In 1961, Ad Reinhardt described his Black Paintings: ‘A square (neutral, shapeless) canvas, five feet wide, five feet high, as high as a man, as wide as a man’s outstretched arms (not large, not small, sizeless), trisected (no composition), one horizontal form negating one vertical form (formless, no top, no bottom, directionless), three (more or less) dark (lightless) no–contrasting (colorless) colors, brushwork brushed out to remove brushwork, a matte, flat, free–hand, painted surface (glossless, textureless, non–linear, no hard-edge, no soft edge) which does not reflect its surroundings—a pure, abstract, non–objective, timeless, spaceless, changeless, relationless, disinterested painting—an object that is self–conscious (no unconsciousness) ideal, transcendent, aware of no thing but art (absolutely no anti–art).’
2 August - 23 August 2014
Sanné Mestrom’s practice draws on iconic twentieth-century modernist artworks, exploring how value is accorded to art historical objects and how such objects are always tied to their cultural and art historical contexts. Through replication, appropriation and disruption, her work filters historical mythologies through their own systems of reference, questioning notions of lineage, originality and influence, further altered through Mestrom’s experience of making. Mestrom, in other words, makes new cultural and art historical contexts for these objects in order to assess them in a new light. Mestrom’s latest body of work revolves around Frank Stella’s Black Painting series, while also referencing Ad Reihardt’s series of the same name. Her works follow Stella’s formalist exploration of the flat surface, unpacking his principles literally so that the flat becomes form again, weaving the ‘canvas’ into a sculptural tapestry.

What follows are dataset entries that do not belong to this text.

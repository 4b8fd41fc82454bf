use serde::{Deserialize, Serialize};
use validator::Validate;

use crate::models::user::{User, UserType};

#[derive(Debug, Clone, Serialize, Deserialize, Validate)]
pub struct RegisterPayload {
    #[validate(email(message = "Enter a valid email"))]
    pub email: String,
    #[validate(length(min = 6, message = "Password must be at least 6 characters"))]
    pub password: String,
    #[validate(length(min = 1, max = 50, message = "First name must be 1-50 characters"))]
    pub first_name: String,
    #[validate(length(min = 1, max = 50, message = "Last name must be 1-50 characters"))]
    pub last_name: String,
    #[serde(rename = "type")]
    pub user_type: Option<UserType>,
}

#[derive(Debug, Clone, Serialize, Deserialize, Validate)]
pub struct LoginPayload {
    #[validate(email(message = "Enter a valid email"))]
    pub email: String,
    #[validate(length(min = 1, message = "Password is required"))]
    pub password: String,
}

#[derive(Debug, Clone, Serialize, Deserialize, Validate)]
pub struct UpdatePasswordPayload {
    #[validate(length(min = 1, message = "Current password is required"))]
    pub current_password: String,
    #[validate(length(min = 6, message = "New password must be at least 6 characters"))]
    pub new_password: String,
}

#[derive(Debug, Clone, Serialize)]
pub struct AuthResponse {
    pub token: String,
    pub user: User,
}

#[cfg(test)]
mod tests {
    use super::*;

    #[test]
    fn new_password_needs_six_characters() {
        let payload = UpdatePasswordPayload {
            current_password: "secret123".into(),
            new_password: "abc".into(),
        };
        let err = payload.validate().unwrap_err();
        assert!(err.field_errors().contains_key("new_password"));
        assert!(!err.field_errors().contains_key("current_password"));
    }
}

Born in the Netherlands in 1979, emigrating to New Zealand in 1983 and relocating to Australia in 1998, Mestrom now lives and works between Melbourne and regional Victoria. She graduated from a PhD in Fine Art at RMIT University in 2008 and a Graduate Certificate in Public Art from RMIT in 2011. She was a studio artist at Gertrude Contemporary in 2010-11, and has held residencies in Mexico City, 2010, and Seoul, Korea, 2001. Recent solo exhibitions include The Internal Logic, Latrobe Regional Gallery, Victoria, 2013-14; The Internal Logic, West Space, Melbourne, 2013; Sanné Mestrom, Utopian Slumps at Art Basel Hong Kong, Hong Kong, 2013, The Reclining Nude, Chalk Horse, Sydney, 2012 and Studio 12, Gertrude Contemporary, Melbourne, 2011; Shaker Peg, Chalk Horse, Sydney, 2010; Things fall down. Sometimes we look up., Chalk Horse, 2009; and Certain Sacrifices, RMIT School of Art Gallery, Melbourne, 2008. Selected group exhibitions include Future Primitive, curated by Linda Michael, Heide Museum of Modern Art, 2013-14; Pretty Air and Useful Things, curated by Rosemary Forde, Monash University Museum of Art, Melbourne, 2012; Figure and Ground, curated by Melissa Loughnan and Jane O’Neill, Utopian Slumps, Melbourne, 2012; OCTOPUS 11: The Matter of Air, Gertrude Contemporary, 2011; Social Sculpture, curated by Charlotte Day, Anna Schwartz Gallery, Sydney, 2011; The Nothing, curated by Kelly Fliedner, West Space Melbourne and Chalk Horse Sydney, 2010; Carry On Stow Away, Gambia Castle, Auckland, New Zealand, 2010; An ideal for living, curated by Simon Gregg, Linden Gallery, Melbourne, 2008; Life is Sweet: Contemporary Australian Watercolour, curated by Bryony Nainby, Gippsland Regional Gallery, Sale, 2007; and Standing on the shoulders of giants, with Kate Newby, Münster, Germany, 2007. Mestrom was winner of the John Fries Memorial Prize, Sydney, 2011; the Siemens Post Graduate Fine Art Scholarship Award, 2006; the Australian Federation of University Women, Daphne Elliot Research Award, 2005; and the Australian Postgraduate Research Award, 2004. She has been recipient of Chartwell Trust, New Zealand and Arts Victoria funding. Mestrom’s work is held in the Artbank collection and private collections in Australia and overseas.